Dans ce contexte, la dette à court terme a
été citée par Myers (1977) comme étant un
mécanisme contractuel capable d'atténuer les conflits d'agence
entre les actionnaires et les créanciers dans les firmes à fort
potentiel de croissance.
D'ailleurs, après avoir discuté le
problème de sous investissement dans son article, Myers (1977) voit que
ce problème pourrait être atténué si les firmes
ayant de fortes opportunités de croissance seraient moins
endettées. Par ailleurs, il propose aussi que ces firmes devraient
utiliser des dettes à court terme.
En effet, selon Myers (1977) si l'échéance de la
dette arrive avant que les options de croissance ne sont exercées, la
motivation de la firme de dévier de l'exercice d'une politique de
maximisation de la valeur de la firme est éliminée. Ceci est du
parce qu'une longue maturité de la dette fournit une période plus
importante pour que les investissements profitables apparaissent et qu'ils
soient par la suite rejetés de la part des managers travaillant pour
l'intérêt des actionnaires.
L'endettement à court terme n'est autre qu'une
renégociation périodique de la dette à long terme. Il
constitue un moyen de résolution efficace de sous investissement.

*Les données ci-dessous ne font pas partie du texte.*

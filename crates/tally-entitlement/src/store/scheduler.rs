//! Future-activation scheduling.
//!
//! Every event written with a future effective date gets a wake-up recorded
//! on the same connection (and therefore in the same transaction) as the
//! event itself. A failed schedule aborts the write.

use std::sync::Arc;

use chrono::{DateTime, Utc};
use rusqlite::Connection;
use tally_core::CallContext;
use tally_settings::NotificationSettings;
use tracing::debug;

use crate::errors::{EntitlementError, QueueError, Result};
use crate::sqlite::repositories::NotificationRepo;
use crate::types::NotificationKey;

/// Durable, transactional backend for future wake-ups.
pub trait NotificationQueue: Send + Sync {
    /// Record a wake-up for `key` at `effective_date`, writing through `conn`.
    ///
    /// Recording the same key twice must be a no-op.
    fn record_future_notification(
        &self,
        conn: &Connection,
        effective_date: DateTime<Utc>,
        key: &NotificationKey,
        ctx: &CallContext,
        now: DateTime<Utc>,
    ) -> std::result::Result<(), QueueError>;
}

/// Queue stored in the `notifications` table of the entitlement database.
#[derive(Clone, Debug)]
pub struct SqliteNotificationQueue {
    queue_name: String,
    service_name: String,
}

impl SqliteNotificationQueue {
    /// Queue labelled with the given names.
    pub fn new(queue_name: impl Into<String>, service_name: impl Into<String>) -> Self {
        Self {
            queue_name: queue_name.into(),
            service_name: service_name.into(),
        }
    }

    /// Queue labelled from settings.
    pub fn from_settings(settings: &NotificationSettings) -> Self {
        Self::new(settings.queue_name.clone(), settings.service_name.clone())
    }

    /// Name of the queue rows are written to.
    pub fn queue_name(&self) -> &str {
        &self.queue_name
    }
}

impl NotificationQueue for SqliteNotificationQueue {
    fn record_future_notification(
        &self,
        conn: &Connection,
        effective_date: DateTime<Utc>,
        key: &NotificationKey,
        ctx: &CallContext,
        now: DateTime<Utc>,
    ) -> std::result::Result<(), QueueError> {
        let inserted = NotificationRepo::record(
            conn,
            &self.queue_name,
            &self.service_name,
            effective_date,
            key,
            ctx,
            now,
        )?;
        if !inserted {
            debug!(event_id = %key.event_id, seq_id = key.seq_id, "wake-up already queued");
        }
        Ok(())
    }
}

/// Schedules wake-ups for written events.
#[derive(Clone)]
pub struct NotificationScheduler {
    queue: Arc<dyn NotificationQueue>,
}

impl NotificationScheduler {
    /// Scheduler writing to `queue`.
    pub fn new(queue: Arc<dyn NotificationQueue>) -> Self {
        Self { queue }
    }

    /// Record a wake-up for `key` at `effective_date`.
    ///
    /// Fails with [`EntitlementError::Scheduling`], which the caller must let
    /// abort its transaction.
    pub fn schedule_future_activation(
        &self,
        conn: &Connection,
        effective_date: DateTime<Utc>,
        key: &NotificationKey,
        ctx: &CallContext,
        now: DateTime<Utc>,
    ) -> Result<()> {
        self.queue
            .record_future_notification(conn, effective_date, key, ctx, now)
            .map_err(|source| EntitlementError::Scheduling {
                event_id: key.event_id.to_string(),
                source,
            })?;
        debug!(
            event_id = %key.event_id,
            seq_id = key.seq_id,
            effective = %effective_date,
            "scheduled future activation"
        );
        Ok(())
    }
}

#[cfg(test)]
mod tests {
    use super::*;
    use crate::sqlite::repositories::test_support::{at, ctx, setup};
    use assert_matches::assert_matches;
    use tally_core::EventId;

    struct FailingQueue;

    impl NotificationQueue for FailingQueue {
        fn record_future_notification(
            &self,
            _conn: &Connection,
            _effective_date: DateTime<Utc>,
            _key: &NotificationKey,
            _ctx: &CallContext,
            _now: DateTime<Utc>,
        ) -> std::result::Result<(), QueueError> {
            Err(QueueError::Unavailable("queue offline".into()))
        }
    }

    #[test]
    fn sqlite_queue_records_once_per_key() {
        let conn = setup();
        let queue = SqliteNotificationQueue::new("q", "svc");
        let scheduler = NotificationScheduler::new(Arc::new(queue));
        let key = NotificationKey::new(EventId::from("evt-1"));

        scheduler
            .schedule_future_activation(&conn, at(2021, 3, 1), &key, &ctx(), at(2021, 1, 1))
            .unwrap();
        scheduler
            .schedule_future_activation(&conn, at(2021, 3, 1), &key, &ctx(), at(2021, 1, 1))
            .unwrap();

        assert_eq!(NotificationRepo::count(&conn, "q", ctx().tenant()).unwrap(), 1);
    }

    #[test]
    fn from_settings_uses_configured_queue() {
        let queue = SqliteNotificationQueue::from_settings(&NotificationSettings::default());
        assert_eq!(queue.queue_name(), "next-billing-date-queue");
    }

    #[test]
    fn failure_maps_to_retryable_scheduling_error() {
        let conn = setup();
        let scheduler = NotificationScheduler::new(Arc::new(FailingQueue));
        let key = NotificationKey::new(EventId::from("evt-1"));

        let err = scheduler
            .schedule_future_activation(&conn, at(2021, 3, 1), &key, &ctx(), at(2021, 1, 1))
            .unwrap_err();
        assert!(err.is_retryable());
        assert_matches!(
            err,
            EntitlementError::Scheduling { event_id, source: QueueError::Unavailable(reason) }
                if event_id == "evt-1" && reason == "queue offline"
        );
    }
}
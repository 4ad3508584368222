//! In-memory capture of tracing events for test assertions.

use std::sync::Arc;

use parking_lot::Mutex;
use tracing::level_filters::LevelFilter;
use tracing::{Event, Level, Subscriber};
use tracing_subscriber::Layer;
use tracing_subscriber::layer::{Context, SubscriberExt};
use tracing_subscriber::util::SubscriberInitExt;

/// One captured tracing event.
#[derive(Clone, Debug)]
pub struct CapturedEvent {
    /// Level the event was emitted at.
    pub level: Level,
    /// Emitting module path.
    pub target: String,
    /// Formatted message.
    pub message: String,
    /// Structured fields as `(name, rendered value)` pairs.
    pub fields: Vec<(String, String)>,
}

impl CapturedEvent {
    /// Rendered value of a structured field, if present.
    pub fn field(&self, name: &str) -> Option<&str> {
        self.fields
            .iter()
            .find(|(k, _)| k == name)
            .map(|(_, v)| v.as_str())
    }
}

/// Shared handle to everything captured so far.
#[derive(Clone, Default)]
pub struct CapturedLogs {
    events: Arc<Mutex<Vec<CapturedEvent>>>,
}

impl CapturedLogs {
    /// Snapshot of all captured events.
    pub fn events(&self) -> Vec<CapturedEvent> {
        self.events.lock().clone()
    }

    /// Whether an event at `level` contains `message_contains`.
    pub fn has_event(&self, level: Level, message_contains: &str) -> bool {
        self.events
            .lock()
            .iter()
            .any(|e| e.level == level && e.message.contains(message_contains))
    }

    /// Number of events at `level`.
    pub fn count_at_level(&self, level: Level) -> usize {
        self.events.lock().iter().filter(|e| e.level == level).count()
    }

    /// Forget everything captured so far.
    pub fn clear(&self) {
        self.events.lock().clear();
    }
}

struct CaptureLayer {
    logs: CapturedLogs,
}

struct FieldVisitor {
    message: String,
    fields: Vec<(String, String)>,
}

impl tracing::field::Visit for FieldVisitor {
    fn record_debug(&mut self, field: &tracing::field::Field, value: &dyn std::fmt::Debug) {
        let rendered = format!("{value:?}");
        if field.name() == "message" {
            self.message = rendered;
        } else {
            self.fields.push((field.name().to_owned(), rendered));
        }
    }

    fn record_str(&mut self, field: &tracing::field::Field, value: &str) {
        if field.name() == "message" {
            value.clone_into(&mut self.message);
        } else {
            self.fields.push((field.name().to_owned(), value.to_owned()));
        }
    }
}

impl<S: Subscriber> Layer<S> for CaptureLayer {
    fn on_event(&self, event: &Event<'_>, _ctx: Context<'_, S>) {
        let mut visitor = FieldVisitor {
            message: String::new(),
            fields: Vec::new(),
        };
        event.record(&mut visitor);

        let metadata = event.metadata();
        self.logs.events.lock().push(CapturedEvent {
            level: *metadata.level(),
            target: metadata.target().to_owned(),
            message: visitor.message,
            fields: visitor.fields,
        });
    }
}

/// Capture every tracing event on the current thread until the guard drops.
///
/// Uses `set_default`, so parallel tests do not see each other's logs.
pub fn capture_logs() -> (CapturedLogs, tracing::subscriber::DefaultGuard) {
    let logs = CapturedLogs::default();
    let subscriber = tracing_subscriber::registry()
        .with(CaptureLayer { logs: logs.clone() })
        .with(LevelFilter::TRACE);
    let guard = subscriber.set_default();
    (logs, guard)
}
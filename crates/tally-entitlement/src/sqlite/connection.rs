//! `SQLite` connection pool with WAL mode and foreign keys enabled.
//!
//! Uses `r2d2` pooling over `r2d2_sqlite`. [`PragmaCustomizer`] runs on each
//! new connection so every handle sees the same pragmas.

use r2d2::Pool;
use r2d2_sqlite::SqliteConnectionManager;
use rusqlite::Connection;
use tally_settings::StorageSettings;

use crate::errors::Result;

/// Alias for the connection pool type.
pub type ConnectionPool = Pool<SqliteConnectionManager>;

/// Alias for a pooled connection.
pub type PooledConnection = r2d2::PooledConnection<SqliteConnectionManager>;

/// Path that selects an in-memory database.
pub const MEMORY_PATH: &str = ":memory:";

/// Configuration for the connection pool.
#[derive(Clone, Debug, PartialEq, Eq)]
pub struct ConnectionConfig {
    /// Maximum pool size.
    pub pool_size: u32,
    /// Busy timeout in milliseconds.
    pub busy_timeout_ms: u64,
    /// Cache size in KiB.
    pub cache_size_kib: i64,
}

impl Default for ConnectionConfig {
    fn default() -> Self {
        Self::from(&StorageSettings::default())
    }
}

impl From<&StorageSettings> for ConnectionConfig {
    fn from(settings: &StorageSettings) -> Self {
        Self {
            pool_size: settings.pool_size,
            busy_timeout_ms: settings.busy_timeout_ms,
            cache_size_kib: settings.cache_size_kib,
        }
    }
}

#[derive(Debug)]
struct PragmaCustomizer {
    busy_timeout_ms: u64,
    cache_size_kib: i64,
}

impl r2d2::CustomizeConnection<Connection, rusqlite::Error> for PragmaCustomizer {
    fn on_acquire(&self, conn: &mut Connection) -> std::result::Result<(), rusqlite::Error> {
        conn.execute_batch(&format!(
            "PRAGMA journal_mode = WAL;\
             PRAGMA busy_timeout = {};\
             PRAGMA foreign_keys = ON;\
             PRAGMA cache_size = -{};\
             PRAGMA synchronous = NORMAL;",
            self.busy_timeout_ms, self.cache_size_kib
        ))?;
        Ok(())
    }
}

fn build(
    manager: SqliteConnectionManager,
    max_size: u32,
    config: &ConnectionConfig,
) -> Result<ConnectionPool> {
    let pool = Pool::builder()
        .max_size(max_size)
        .connection_timeout(std::time::Duration::from_secs(5))
        .connection_customizer(Box::new(PragmaCustomizer {
            busy_timeout_ms: config.busy_timeout_ms,
            cache_size_kib: config.cache_size_kib,
        }))
        .build(manager)?;
    Ok(pool)
}

/// Create an in-memory connection pool.
///
/// Every in-memory connection is its own database, so the pool is capped at
/// one connection regardless of `config.pool_size`.
pub fn new_in_memory(config: &ConnectionConfig) -> Result<ConnectionPool> {
    build(SqliteConnectionManager::memory(), 1, config)
}

/// Create a file-backed connection pool.
pub fn new_file(path: &str, config: &ConnectionConfig) -> Result<ConnectionPool> {
    build(SqliteConnectionManager::file(path), config.pool_size, config)
}

/// Open the pool described by `settings` (`:memory:` or a file path).
pub fn open(settings: &StorageSettings) -> Result<ConnectionPool> {
    let config = ConnectionConfig::from(settings);
    if settings.database_path == MEMORY_PATH {
        new_in_memory(&config)
    } else {
        new_file(&settings.database_path, &config)
    }
}
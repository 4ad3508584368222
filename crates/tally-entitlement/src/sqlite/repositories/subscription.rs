//! Subscription repository.

use chrono::{DateTime, Utc};
use rusqlite::{Connection, OptionalExtension, params};
use tally_core::{BundleId, CallContext, SubscriptionId, TenantContext};

use crate::errors::Result;
use crate::sqlite::row_types::{instant, opt_instant, opt_to_millis, parsed, to_millis};
use crate::types::SubscriptionData;

const COLUMNS: &str =
    "id, bundle_id, category, start_date, bundle_start_date, charged_through_date, active_version";

/// Subscription repository, stateless.
pub struct SubscriptionRepo;

impl SubscriptionRepo {
    /// Insert a subscription. The bundle must exist.
    pub fn insert(
        conn: &Connection,
        data: &SubscriptionData,
        ctx: &CallContext,
        now: DateTime<Utc>,
    ) -> Result<()> {
        let _ = conn.execute(
            "INSERT INTO subscriptions (id, bundle_id, category, start_date, bundle_start_date,
                                        charged_through_date, active_version, created_by,
                                        created_date, updated_date, account_record_id,
                                        tenant_record_id)
             VALUES (?1, ?2, ?3, ?4, ?5, ?6, ?7, ?8, ?9, ?9, ?10, ?11)",
            params![
                data.id.as_str(),
                data.bundle_id.as_str(),
                data.category.as_str(),
                to_millis(data.start_date),
                to_millis(data.bundle_start_date),
                opt_to_millis(data.charged_through_date),
                data.active_version,
                ctx.created_by,
                to_millis(now),
                ctx.tenant.account_record_id,
                ctx.tenant.tenant_record_id,
            ],
        )?;
        Ok(())
    }

    /// Subscription by id.
    pub fn get_by_id(
        conn: &Connection,
        id: &SubscriptionId,
        tenant: &TenantContext,
    ) -> Result<Option<SubscriptionData>> {
        let row = conn
            .query_row(
                &format!(
                    "SELECT {COLUMNS} FROM subscriptions WHERE id = ?1 AND tenant_record_id = ?2"
                ),
                params![id.as_str(), tenant.tenant_record_id],
                Self::map_row,
            )
            .optional()?;
        Ok(row)
    }

    /// Subscriptions of a bundle, in insertion order.
    pub fn list_for_bundle(
        conn: &Connection,
        bundle_id: &BundleId,
        tenant: &TenantContext,
    ) -> Result<Vec<SubscriptionData>> {
        let mut stmt = conn.prepare(&format!(
            "SELECT {COLUMNS} FROM subscriptions
             WHERE bundle_id = ?1 AND tenant_record_id = ?2 ORDER BY record_id"
        ))?;
        let rows = stmt
            .query_map(params![bundle_id.as_str(), tenant.tenant_record_id], Self::map_row)?
            .collect::<rusqlite::Result<Vec<_>>>()?;
        Ok(rows)
    }

    /// Set the charged-through date. Returns whether the subscription exists.
    pub fn update_charged_through_date(
        conn: &Connection,
        id: &SubscriptionId,
        charged_through_date: Option<DateTime<Utc>>,
        now: DateTime<Utc>,
        tenant: &TenantContext,
    ) -> Result<bool> {
        let changed = conn.execute(
            "UPDATE subscriptions SET charged_through_date = ?1, updated_date = ?2
             WHERE id = ?3 AND tenant_record_id = ?4",
            params![
                opt_to_millis(charged_through_date),
                to_millis(now),
                id.as_str(),
                tenant.tenant_record_id
            ],
        )?;
        Ok(changed > 0)
    }

    /// Move a subscription to a new version with new alignment dates.
    pub fn update_for_repair(
        conn: &Connection,
        id: &SubscriptionId,
        active_version: i64,
        start_date: DateTime<Utc>,
        bundle_start_date: DateTime<Utc>,
        now: DateTime<Utc>,
        tenant: &TenantContext,
    ) -> Result<bool> {
        let changed = conn.execute(
            "UPDATE subscriptions
             SET active_version = ?1, start_date = ?2, bundle_start_date = ?3, updated_date = ?4
             WHERE id = ?5 AND tenant_record_id = ?6",
            params![
                active_version,
                to_millis(start_date),
                to_millis(bundle_start_date),
                to_millis(now),
                id.as_str(),
                tenant.tenant_record_id
            ],
        )?;
        Ok(changed > 0)
    }

    fn map_row(row: &rusqlite::Row<'_>) -> rusqlite::Result<SubscriptionData> {
        Ok(SubscriptionData {
            id: SubscriptionId::from_string(row.get(0)?),
            bundle_id: BundleId::from_string(row.get(1)?),
            category: parsed(row, 2)?,
            start_date: instant(row, 3)?,
            bundle_start_date: instant(row, 4)?,
            charged_through_date: opt_instant(row, 5)?,
            active_version: row.get(6)?,
        })
    }
}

Abordant aussi le problème de substitution des actifs
et la maturité de la dette, Barnea, Haugen et Senbet (1980) ont
essayé de démontrer à travers un modèle
théorique, comment la maturité de la dette peut entre autre
être utilisée comme un moyen de résolution des
problèmes d'agence liés à l'asymétrie
informationnelle, à l'aversion au risque des managers et aux
opportunités de croissance de la firme : Pour eux la dette à
court terme aide à résoudre le problème de substitution
d'actifs car la dette à court terme est moins sensible aux variations du
risque du projet que la dette à long terme.
Plusieurs résultats empiriques viennent supporter le
rôle de la dette à court terme dans l'atténuation des
problèmes d'agence dans les firmes à fort potentiel de
croissance.
Barclay et Smith (1995) étudient la relation entre les
opportunités de croissance et la maturité des contrats de la
dette. Ils trouvent que les maturités des dettes contractées par
les firmes disposant de fortes opportunités de croissance sont plus
courtes, et ce pour préserver la flexibilité de la firme. Guedes
et Opler (1996) trouvent des résultats qui coïncident avec ceux de
Barclay et Smith (1995).
Le fait de diminuer la maturité de la dette
réduit aussi le problème de substitution d'actifs. Quand la firme
procède à une substitution d'actifs, les actionnaires exproprient
de la richesse des créanciers parce que comme la variance du projet
risqué est plus élevée, cela augmente, pour
l'intérêt des actionnaires, la valeur de l'action de la firme.
L'émission des dettes à court terme diminue la motivation des
dirigeants de suivre cette stratégie parce que la valeur d'une option
à court terme n'est pas sensible au changement de la variation du
rendement de l'actif sous-jacent. Plus généralement, le
financement à court terme peut atténuer à la fois les
problèmes de sous investissement et de substitution d'actifs en
autorisant de repricer fréquemment la dette et par la suite la dette
devient moins sensible au changement de la valeur de la firme.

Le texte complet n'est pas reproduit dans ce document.